Fantasmaville humorously examines the love/hate relationship Latino-Americans have with the ghosts of past people and places. When a world-weary Latina, Celeste, and her Anglo husband, Martin, desire to experience a sense of community, they return home to the urban neighborhood where they both grew up. They resist the surge of gentrification. Colorful local characters, including an advice-spinning “Mexican Spirit Guide” who takes on the form of a human-sized raccoon, complicate the couple's return. While facing the threat of a yuppie-centric Dog Park encroaching on her neighborhood, Celeste discovers the secret of her heritage, her purpose, and her longing for a sense of home.
Raul Garza is a Texas-based writer whose screenplay Digging Up Roots was featured at Teatro Humanidad’s Play Festival. His work has been performed by the Latino Comedy Project at SketchFests in Chicago, San Francisco, Seattle and Vancouver. A veteran of the advertising industry, Raul has created national commercials for clients including McDonald’s, Reebok and Miller Lite, and is co-founder of TKO Advertising in Austin, TX. Fantasmaville is Garza’s first full-length play.

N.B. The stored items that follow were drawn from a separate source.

#[component]
pub fn TaskListPage() -> impl IntoView {
    let store = use_store();
    let notifier = use_notifier();
    let filters = Filters::new();

    let selected = RwSignal::new(BTreeSet::<i64>::new());
    let batch_priority = RwSignal::new(Option::<Priority>::None);
    let batch_category = RwSignal::new(Option::<i64>::None);

    Effect::new(move |_| {
        let store = store.get();
        spawn_local(async move {
            if let Err(e) = store.fetch_categories().await {
                notifier.error("加载分类失败", &e);
            }
        });
    });

    // 筛选条件变化时重新加载
    Effect::new(move |_| {
        let query = filters.to_query();
        selected.set(BTreeSet::new());
        let store = store.get();
        spawn_local(async move {
            if let Err(e) = store.fetch_tasks(query).await {
                notifier.error("加载任务失败", &e);
            }
        });
    });

    let tasks = move || store.select(|s| s.all_tasks().to_vec());
    let categories = move || store.select(|s| s.task_categories().to_vec());

    let toggle_selected = move |id: i64| {
        selected.update(|set| {
            if !set.remove(&id) {
                set.insert(id);
            }
        });
    };
    let all_selected = move || {
        let count = selected.with(|s| s.len());
        count > 0 && count == store.select(|s| s.all_tasks().len())
    };
    let toggle_all = move |_| {
        if all_selected() {
            selected.set(BTreeSet::new());
        } else {
            selected.set(store.select(|s| s.all_tasks().iter().map(|t| t.id).collect()));
        }
    };

    let handle_complete = move |id: i64| {
        let store = store.get();
        spawn_local(async move {
            let update = TaskUpdate {
                status: Some(TaskStatus::Completed),
                ..Default::default()
            };
            match store.update_task(id, update).await {
                Ok(_) => notifier.success("任务已完成"),
                Err(e) => notifier.error("更新任务失败", &e),
            }
        });
    };

    let handle_delete = move |id: i64| {
        if !confirm("确定将该任务移入回收站吗？") {
            return;
        }
        let store = store.get();
        spawn_local(async move {
            match store.delete_task(id).await {
                Ok(()) => notifier.success("任务已移入回收站"),
                Err(e) => notifier.error("删除任务失败", &e),
            }
        });
    };

    let handle_batch_update = move |_| {
        let batch = TaskBatchUpdate {
            task_ids: selected.get().into_iter().collect(),
            priority: batch_priority.get(),
            category_id: batch_category.get(),
        };
        let store = store.get();
        spawn_local(async move {
            match store.batch_update_tasks(batch).await {
                Ok(n) => {
                    notifier.success(format!("已更新 {} 个任务", n));
                    selected.set(BTreeSet::new());
                }
                Err(e) => notifier.error("批量更新失败", &e),
            }
        });
    };

    let handle_batch_delete = move |_| {
        let ids: Vec<i64> = selected.get().into_iter().collect();
        if !confirm(&format!("确定删除选中的 {} 个任务吗？", ids.len())) {
            return;
        }
        let store = store.get();
        spawn_local(async move {
            match store.batch_delete_tasks(ids).await {
                Ok(n) => {
                    notifier.success(format!("已删除 {} 个任务", n));
                    selected.set(BTreeSet::new());
                }
                Err(e) => notifier.error("批量删除失败", &e),
            }
        });
    };

    let handle_export = move |_| {
        let query = filters.to_query();
        let store = store.get();
        spawn_local(async move {
            match store.export_tasks(query).await {
                Ok(download) => {
                    if let Err(e) = file::save(&download) {
                        log::error!("保存导出文件失败: {:?}", e);
                    }
                }
                Err(e) => notifier.error("导出失败", &e),
            }
        });
    };

    let reload = move |_| {
        let query = filters.to_query();
        let store = store.get();
        spawn_local(async move {
            if let Err(e) = store.fetch_tasks(query).await {
                notifier.error("加载任务失败", &e);
            }
        });
    };

    let is_loading = move || store.select(|s| s.is_loading());
    let has_selection = move || selected.with(|s| !s.is_empty());

    view! {
        <Layout title="任务列表">
            // 筛选与操作
            <div class="card bg-base-100 shadow-xl">
                <div class="card-body flex-row flex-wrap items-end gap-4">
                    <div class="form-control">
                        <label class="label"><span class="label-text">"状态"</span></label>
                        <select
                            class="select select-bordered select-sm"
                            on:change=move |ev| filters.status.set(TaskStatus::parse(&event_target_value(&ev)))
                        >
                            <option value="">"全部"</option>
                            {[TaskStatus::Pending, TaskStatus::InProgress, TaskStatus::Completed]
                                .into_iter()
                                .map(|s| view! { <option value=s.as_str()>{s.label()}</option> })
                                .collect_view()}
                        </select>
                    </div>
                    <div class="form-control">
                        <label class="label"><span class="label-text">"优先级"</span></label>
                        <select
                            class="select select-bordered select-sm"
                            on:change=move |ev| filters.priority.set(Priority::parse(&event_target_value(&ev)))
                        >
                            <option value="">"全部"</option>
                            {Priority::ALL
                                .iter()
                                .map(|p| view! { <option value=p.as_str()>{p.label()}</option> })
                                .collect_view()}
                        </select>
                    </div>
                    <div class="form-control">
                        <label class="label"><span class="label-text">"分类"</span></label>
                        <select
                            class="select select-bordered select-sm"
                            on:change=move |ev| filters.category_id.set(parse_optional_id(&event_target_value(&ev)))
                        >
                            <option value="">"全部"</option>
                            <For
                                each=categories
                                key=|c| c.id
                                children=|c| view! { <option value=c.id.to_string()>{c.name}</option> }
                            />
                        </select>
                    </div>

                    <div class="flex-1"></div>
                    <button on:click=reload disabled=is_loading class="btn btn-ghost btn-circle btn-sm">
                        <RefreshCw attr:class=move || if is_loading() { "h-5 w-5 animate-spin" } else { "h-5 w-5" } />
                    </button>
                    <button on:click=handle_export class="btn btn-sm gap-2">
                        <Download attr:class="h-4 w-4" /> "导出 CSV"
                    </button>
                    <Link to=AppRoute::TaskCreate class="btn btn-primary btn-sm gap-2">
                        <Plus attr:class="h-4 w-4" /> "新建任务"
                    </Link>
                </div>
            </div>

            // 批量操作
            <Show when=has_selection>
                <div class="alert flex flex-wrap gap-4">
                    <span>{move || format!("已选择 {} 个任务", selected.with(|s| s.len()))}</span>
                    <select
                        class="select select-bordered select-sm"
                        on:change=move |ev| batch_priority.set(Priority::parse(&event_target_value(&ev)))
                    >
                        <option value="">"优先级不变"</option>
                        {Priority::ALL
                            .iter()
                            .map(|p| view! { <option value=p.as_str()>{p.label()}</option> })
                            .collect_view()}
                    </select>
                    <select
                        class="select select-bordered select-sm"
                        on:change=move |ev| batch_category.set(parse_optional_id(&event_target_value(&ev)))
                    >
                        <option value="">"分类不变"</option>
                        <For
                            each=categories
                            key=|c| c.id
                            children=|c| view! { <option value=c.id.to_string()>{c.name}</option> }
                        />
                    </select>
                    <button
                        class="btn btn-sm btn-primary"
                        disabled=move || batch_priority.get().is_none() && batch_category.get().is_none()
                        on:click=handle_batch_update
                    >
                        "应用"
                    </button>
                    <button class="btn btn-sm btn-error gap-2" on:click=handle_batch_delete>
                        <Trash2 attr:class="h-4 w-4" /> "批量删除"
                    </button>
                </div>
            </Show>

            <div class="card bg-base-100 shadow-xl">
                <div class="card-body p-0">
                    <div class="overflow-x-auto w-full">
                        <table class="table table-zebra w-full">
                            <thead>
                                <tr>
                                    <th>
                                        <input type="checkbox" class="checkbox checkbox-sm"
                                            prop:checked=all_selected
                                            on:change=toggle_all
                                        />
                                    </th>
                                    <th>"标题"</th>
                                    <th>"状态"</th>
                                    <th>"优先级"</th>
                                    <th class="hidden md:table-cell">"分类"</th>
                                    <th class="hidden md:table-cell">"截止时间"</th>
                                    <th></th>
                                </tr>
                            </thead>
                            <tbody>
                                <Show when=move || store.select(|s| s.all_tasks().is_empty()) && !is_loading()>
                                    <tr>
                                        <td colspan="7" class="text-center py-8 text-base-content/50">
                                            "暂无任务。"
                                        </td>
                                    </tr>
                                </Show>
                                <For
                                    each=tasks
                                    key=|t| (t.id, t.status.as_str(), t.priority.as_str(), t.category_id, t.title.clone())
                                    children=move |task| {
                                        let id = task.id;
                                        let completed = task.is_completed();
                                        let category = store.select(|s| {
                                            s.category_name(task.category_id)
                                                .map(str::to_string)
                                                .or_else(|| task.category.as_ref().map(|c| c.name.clone()))
                                                .unwrap_or_else(|| "-".to_string())
                                        });
                                        view! {
                                            <tr>
                                                <td>
                                                    <input type="checkbox" class="checkbox checkbox-sm"
                                                        prop:checked=move || selected.with(|s| s.contains(&id))
                                                        on:change=move |_| toggle_selected(id)
                                                    />
                                                </td>
                                                <td>
                                                    <Link to=AppRoute::TaskDetail(id) class="link link-hover font-bold">
                                                        {task.title.clone()}
                                                    </Link>
                                                </td>
                                                <td><StatusBadge status=task.status /></td>
                                                <td><PriorityBadge priority=task.priority /></td>
                                                <td class="hidden md:table-cell">{category}</td>
                                                <td class="hidden md:table-cell text-sm opacity-70">
                                                    {format_display_opt(task.due_date.as_ref())}
                                                </td>
                                                <td>
                                                    <div class="flex gap-1 justify-end">
                                                        <Show when=move || !completed>
                                                            <button class="btn btn-ghost btn-xs" title="标记完成"
                                                                on:click=move |_| handle_complete(id)>
                                                                <CheckSquare attr:class="h-4 w-4" />
                                                            </button>
                                                        </Show>
                                                        <Link to=AppRoute::TaskEdit(id) class="btn btn-ghost btn-xs">
                                                            <Pencil attr:class="h-4 w-4" />
                                                        </Link>
                                                        <button class="btn btn-ghost btn-xs text-error"
                                                            on:click=move |_| handle_delete(id)>
                                                            <Trash2 attr:class="h-4 w-4" />
                                                        </button>
                                                    </div>
                                                </td>
                                            </tr>
                                        }
                                    }
                                />
                            </tbody>
                        </table>
                    </div>
                </div>
            </div>
        </Layout>
    }
}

“Fantasmaville is a hilarious play about the cost of urban blight on the Latino soul,” said Arizona Theatre Company’s Playwright-in-Residence Elaine Romero, “The judges were won over by Raul Garza's fresh comedic voice. One gets the sense that Garza intimately knows the characters he writes. Garza writes with a fluent Chicano tongue, dancing effortlessly between English and Spanish. With a strong dose of irony, Garza captures the plight of urban Chicanos caught between their treasured cultural past and their assimilated present.”
Guillermo Reyes and Caridad Svich, both past winners of the National Latino Playwriting Award, were name finalists for their 2007 play submissions. Mr. Reyes’ play Allende By Pinochet is a historical drama in which dictator Augusto Pinochet writes his own memoirs revealing how he overthrew the Socialist president of Chile, Salvador Allende, but history refuses to accept his version and talks back. Ms. Svich’s play Lucinda Caval is a drama of suspense and identity detailing a woman’s search for her missing brother while a blind architect dreams of an imagined past reconstructed from censored shards of books.
Guillermo Reyes is a Chilean-born U.S. citizen, and author of off-Broadway plays such as Men On The Verge of a His-Panic Breakdown and Mother Lolita, and was recently featured in Voices at the River at Arkansas Repertory Theatre. Mr. Reyes is the head of the playwriting program at Arizona State University.
Caridad Svich is the author of over forty plays and fifteen translations. Her work has been seen at venues across the US and abroad, including Royal Court Theatre, Cincinnati Playhouse, The Women's Project, Salvage Vanguard and 7 Stages. She is alumna playwright of New Dramatists, founder of theatre alliance NoPassport, and contributing editor of TheatreForum. Her website is www.caridadsvich.com
Arizona Theatre Company's National Latino Playwriting Award annually recognizes an outstanding work by a Latino playwright written on any subject. Arizona Theatre Company solicits submissions from across the U.S., its territories, and Mexico. Full-length and one-act plays (minimum length, 50 pages) written in English, English and Spanish, or solely in Spanish are accepted. Spanish language and bilingual scripts must be accompanied by an English translation. The submission deadline for the 2008 National Latino Playwriting Award is December 30, 2008.